»»

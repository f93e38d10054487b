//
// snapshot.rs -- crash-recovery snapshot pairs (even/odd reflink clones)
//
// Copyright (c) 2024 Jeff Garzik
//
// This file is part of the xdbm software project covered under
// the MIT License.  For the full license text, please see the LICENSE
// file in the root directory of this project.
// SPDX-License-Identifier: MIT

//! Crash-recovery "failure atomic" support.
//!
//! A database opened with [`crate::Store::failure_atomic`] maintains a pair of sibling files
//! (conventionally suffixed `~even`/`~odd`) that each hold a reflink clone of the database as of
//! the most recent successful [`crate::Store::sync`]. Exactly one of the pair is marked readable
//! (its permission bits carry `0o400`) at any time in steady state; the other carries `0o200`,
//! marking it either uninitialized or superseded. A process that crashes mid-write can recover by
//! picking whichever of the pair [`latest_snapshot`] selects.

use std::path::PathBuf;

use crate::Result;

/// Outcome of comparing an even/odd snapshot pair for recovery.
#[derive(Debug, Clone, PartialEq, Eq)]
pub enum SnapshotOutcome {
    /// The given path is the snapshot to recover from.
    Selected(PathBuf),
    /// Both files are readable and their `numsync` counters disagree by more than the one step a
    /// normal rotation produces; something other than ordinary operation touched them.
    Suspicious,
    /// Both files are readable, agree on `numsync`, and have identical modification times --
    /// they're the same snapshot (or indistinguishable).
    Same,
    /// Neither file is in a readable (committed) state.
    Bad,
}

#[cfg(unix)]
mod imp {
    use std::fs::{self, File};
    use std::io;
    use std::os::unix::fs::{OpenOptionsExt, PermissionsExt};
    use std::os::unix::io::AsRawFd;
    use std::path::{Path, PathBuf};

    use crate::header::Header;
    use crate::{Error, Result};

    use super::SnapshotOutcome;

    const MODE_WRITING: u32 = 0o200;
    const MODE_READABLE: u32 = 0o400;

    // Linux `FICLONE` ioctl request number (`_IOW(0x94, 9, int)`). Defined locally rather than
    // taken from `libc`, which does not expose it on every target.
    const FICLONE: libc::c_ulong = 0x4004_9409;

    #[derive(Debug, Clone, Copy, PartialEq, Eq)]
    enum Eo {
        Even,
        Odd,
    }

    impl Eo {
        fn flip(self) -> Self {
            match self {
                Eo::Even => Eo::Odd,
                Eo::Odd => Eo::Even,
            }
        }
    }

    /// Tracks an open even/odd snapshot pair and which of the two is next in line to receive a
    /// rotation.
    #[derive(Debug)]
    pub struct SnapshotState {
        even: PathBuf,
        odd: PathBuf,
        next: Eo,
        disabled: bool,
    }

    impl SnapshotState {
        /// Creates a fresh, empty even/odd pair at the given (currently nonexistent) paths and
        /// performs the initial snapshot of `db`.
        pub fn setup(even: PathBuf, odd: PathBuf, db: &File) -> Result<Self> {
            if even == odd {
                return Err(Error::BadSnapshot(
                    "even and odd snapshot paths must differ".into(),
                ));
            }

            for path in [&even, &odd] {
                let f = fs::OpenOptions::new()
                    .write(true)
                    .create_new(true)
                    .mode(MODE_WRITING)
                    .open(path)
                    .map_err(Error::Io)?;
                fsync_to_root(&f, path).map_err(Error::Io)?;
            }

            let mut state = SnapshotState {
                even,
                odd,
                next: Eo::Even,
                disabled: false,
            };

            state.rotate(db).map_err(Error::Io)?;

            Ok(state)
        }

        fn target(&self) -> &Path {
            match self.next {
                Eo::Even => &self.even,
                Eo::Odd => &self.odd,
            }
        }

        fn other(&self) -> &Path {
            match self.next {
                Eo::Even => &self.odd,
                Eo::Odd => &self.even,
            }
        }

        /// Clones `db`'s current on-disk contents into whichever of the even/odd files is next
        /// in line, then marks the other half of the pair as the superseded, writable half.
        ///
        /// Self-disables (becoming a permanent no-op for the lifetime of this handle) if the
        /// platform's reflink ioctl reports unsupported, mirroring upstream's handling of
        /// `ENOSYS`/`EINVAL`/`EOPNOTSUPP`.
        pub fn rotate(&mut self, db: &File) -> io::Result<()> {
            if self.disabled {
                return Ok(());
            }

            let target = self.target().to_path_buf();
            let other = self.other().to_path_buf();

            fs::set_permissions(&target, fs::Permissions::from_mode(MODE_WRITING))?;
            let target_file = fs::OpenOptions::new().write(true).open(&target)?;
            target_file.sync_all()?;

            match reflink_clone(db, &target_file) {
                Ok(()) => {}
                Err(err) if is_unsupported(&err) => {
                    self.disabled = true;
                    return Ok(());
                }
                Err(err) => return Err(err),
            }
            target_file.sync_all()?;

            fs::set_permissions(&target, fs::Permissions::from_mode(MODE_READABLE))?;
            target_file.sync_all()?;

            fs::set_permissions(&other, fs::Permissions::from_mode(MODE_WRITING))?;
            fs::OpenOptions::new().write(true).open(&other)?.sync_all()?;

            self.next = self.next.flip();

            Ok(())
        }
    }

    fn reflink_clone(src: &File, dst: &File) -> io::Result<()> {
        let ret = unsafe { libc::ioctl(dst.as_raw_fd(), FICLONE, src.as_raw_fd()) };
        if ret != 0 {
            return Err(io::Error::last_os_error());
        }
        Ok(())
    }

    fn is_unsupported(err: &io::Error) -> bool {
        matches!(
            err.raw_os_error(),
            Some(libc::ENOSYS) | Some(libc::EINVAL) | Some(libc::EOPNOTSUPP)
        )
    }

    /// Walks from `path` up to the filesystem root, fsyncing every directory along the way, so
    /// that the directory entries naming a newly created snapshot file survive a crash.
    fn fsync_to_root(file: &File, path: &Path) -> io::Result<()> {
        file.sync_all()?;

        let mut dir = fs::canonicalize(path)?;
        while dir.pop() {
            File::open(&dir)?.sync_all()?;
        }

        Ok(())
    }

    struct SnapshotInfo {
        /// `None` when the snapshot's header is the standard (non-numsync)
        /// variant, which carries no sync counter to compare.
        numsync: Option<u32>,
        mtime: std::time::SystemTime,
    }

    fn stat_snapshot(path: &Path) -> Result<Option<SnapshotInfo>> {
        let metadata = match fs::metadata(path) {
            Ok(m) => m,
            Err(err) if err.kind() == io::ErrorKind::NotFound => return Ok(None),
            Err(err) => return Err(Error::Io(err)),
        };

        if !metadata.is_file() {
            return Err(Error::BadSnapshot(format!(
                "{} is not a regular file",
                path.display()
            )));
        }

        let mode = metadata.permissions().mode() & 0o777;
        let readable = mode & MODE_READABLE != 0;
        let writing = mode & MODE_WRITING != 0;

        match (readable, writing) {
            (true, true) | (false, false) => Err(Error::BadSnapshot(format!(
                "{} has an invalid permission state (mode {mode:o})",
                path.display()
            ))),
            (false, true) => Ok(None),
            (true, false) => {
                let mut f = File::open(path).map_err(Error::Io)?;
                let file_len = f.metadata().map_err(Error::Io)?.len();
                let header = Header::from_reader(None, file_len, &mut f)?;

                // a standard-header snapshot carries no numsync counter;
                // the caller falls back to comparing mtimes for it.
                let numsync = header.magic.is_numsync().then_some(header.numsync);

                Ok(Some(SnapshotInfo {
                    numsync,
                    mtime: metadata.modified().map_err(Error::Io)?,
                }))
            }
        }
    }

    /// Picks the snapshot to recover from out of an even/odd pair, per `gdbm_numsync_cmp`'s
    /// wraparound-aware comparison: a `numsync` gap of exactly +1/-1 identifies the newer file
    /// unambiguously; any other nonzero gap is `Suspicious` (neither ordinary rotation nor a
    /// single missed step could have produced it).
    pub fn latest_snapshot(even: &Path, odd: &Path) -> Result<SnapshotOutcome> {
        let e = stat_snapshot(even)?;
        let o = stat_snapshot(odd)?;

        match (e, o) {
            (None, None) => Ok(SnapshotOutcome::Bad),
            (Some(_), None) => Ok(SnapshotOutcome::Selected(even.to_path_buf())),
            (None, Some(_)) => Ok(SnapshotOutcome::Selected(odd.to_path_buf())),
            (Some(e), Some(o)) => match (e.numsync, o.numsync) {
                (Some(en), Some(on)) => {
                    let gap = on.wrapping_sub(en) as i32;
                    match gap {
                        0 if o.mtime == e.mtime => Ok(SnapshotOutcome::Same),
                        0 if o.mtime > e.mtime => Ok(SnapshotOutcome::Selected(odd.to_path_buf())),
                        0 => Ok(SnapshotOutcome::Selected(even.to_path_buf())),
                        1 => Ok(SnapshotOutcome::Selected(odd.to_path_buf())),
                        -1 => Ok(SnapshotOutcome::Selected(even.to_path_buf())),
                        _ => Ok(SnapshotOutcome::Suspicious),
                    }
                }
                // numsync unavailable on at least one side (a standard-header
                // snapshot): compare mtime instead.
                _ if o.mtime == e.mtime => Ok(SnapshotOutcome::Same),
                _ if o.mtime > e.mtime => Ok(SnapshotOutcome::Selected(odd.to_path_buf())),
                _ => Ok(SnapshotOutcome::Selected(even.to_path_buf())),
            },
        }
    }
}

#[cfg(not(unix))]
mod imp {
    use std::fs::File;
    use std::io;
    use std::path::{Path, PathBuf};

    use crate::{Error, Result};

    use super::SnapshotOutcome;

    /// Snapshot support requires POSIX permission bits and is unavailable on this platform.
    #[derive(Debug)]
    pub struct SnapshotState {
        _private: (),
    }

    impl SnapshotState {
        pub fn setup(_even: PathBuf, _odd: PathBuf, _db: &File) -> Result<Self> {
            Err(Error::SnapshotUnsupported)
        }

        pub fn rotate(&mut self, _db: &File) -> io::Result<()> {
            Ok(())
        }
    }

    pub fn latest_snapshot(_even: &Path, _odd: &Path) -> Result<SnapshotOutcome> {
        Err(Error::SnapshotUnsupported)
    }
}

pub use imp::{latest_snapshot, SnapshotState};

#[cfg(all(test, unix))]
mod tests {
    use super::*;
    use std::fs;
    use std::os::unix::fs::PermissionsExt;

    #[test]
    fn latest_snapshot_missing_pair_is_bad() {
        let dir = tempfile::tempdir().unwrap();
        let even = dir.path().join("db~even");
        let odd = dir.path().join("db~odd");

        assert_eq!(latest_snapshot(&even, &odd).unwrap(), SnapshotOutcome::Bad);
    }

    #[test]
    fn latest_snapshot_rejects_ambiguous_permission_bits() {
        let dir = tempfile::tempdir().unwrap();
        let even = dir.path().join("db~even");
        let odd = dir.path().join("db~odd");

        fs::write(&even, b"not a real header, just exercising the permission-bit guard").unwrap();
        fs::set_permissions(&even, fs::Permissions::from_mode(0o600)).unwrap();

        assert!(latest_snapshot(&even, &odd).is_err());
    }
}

««

#### Goal of the exercise
Restate verbatim the first line above and all lines after it through the line containing "pub enum SnapshotOutcome"; omit the rest.

#### Answer space
repository f93e38d10054487b
//
// snapshot.rs -- crash-recovery snapshot pairs (even/odd reflink clones)
//
// Copyright (c) 2024 Jeff Garzik
//
// This file is part of the xdbm software project covered under
// the MIT License.  For the full license text, please see the LICENSE
// file in the root directory of this project.
// SPDX-License-Identifier: MIT

//! Crash-recovery "failure atomic" support.
//!
//! A database opened with [`crate::Store::failure_atomic`] maintains a pair of sibling files
//! (conventionally suffixed `~even`/`~odd`) that each hold a reflink clone of the database as of
//! the most recent successful [`crate::Store::sync`]. Exactly one of the pair is marked readable
//! (its permission bits carry `0o400`) at any time in steady state; the other carries `0o200`,
//! marking it either uninitialized or superseded. A process that crashes mid-write can recover by
//! picking whichever of the pair [`latest_snapshot`] selects.

use std::path::PathBuf;

use crate::Result;

/// Outcome of comparing an even/odd snapshot pair for recovery.
#[derive(Debug, Clone, PartialEq, Eq)]
pub enum SnapshotOutcome {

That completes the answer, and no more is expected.